== WORK TO BE COMPLETED ==
Look through the records below, and whenever a line contains "archive", copy it.

[Stored data entries]

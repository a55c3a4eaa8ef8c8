//! Test candidates as seen by the archive

use serde::{Deserialize, Serialize};
use std::fmt::{self, Display, Formatter};
use ulid::Ulid;

/// Stable identity of an evaluated test candidate
#[derive(Debug, Clone, Copy, PartialEq, Eq, PartialOrd, Ord, Hash, Serialize, Deserialize)]
pub struct TestId(Ulid);

impl TestId {
    /// Fresh, time-ordered id
    #[inline]
    #[must_use]
    pub fn new() -> Self {
        Self(Ulid::new())
    }

    /// Wrap an existing ULID
    #[inline]
    #[must_use]
    pub fn from_ulid(ulid: Ulid) -> Self {
        Self(ulid)
    }

    /// Underlying ULID
    #[inline]
    #[must_use]
    pub fn as_ulid(&self) -> Ulid {
        self.0
    }
}

impl Default for TestId {
    fn default() -> Self {
        Self::new()
    }
}

impl Display for TestId {
    fn fmt(&self, f: &mut Formatter<'_>) -> fmt::Result {
        write!(f, "test-{}", self.0)
    }
}

/// An executed test the archive can keep as a covering witness
///
/// Two candidates with the same [`TestId`] are the same test. `size` is the
/// number of statements; the archive only ever replaces a witness with a
/// strictly smaller one.
pub trait TestCandidate: Clone {
    /// Identity of the test
    fn id(&self) -> TestId;

    /// Number of statements
    fn size(&self) -> usize;
}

== ANSWER FOR THE TASK ==
//! Test candidates as seen by the archive
/// An executed test the archive can keep as a covering witness
/// number of statements; the archive only ever replaces a witness with a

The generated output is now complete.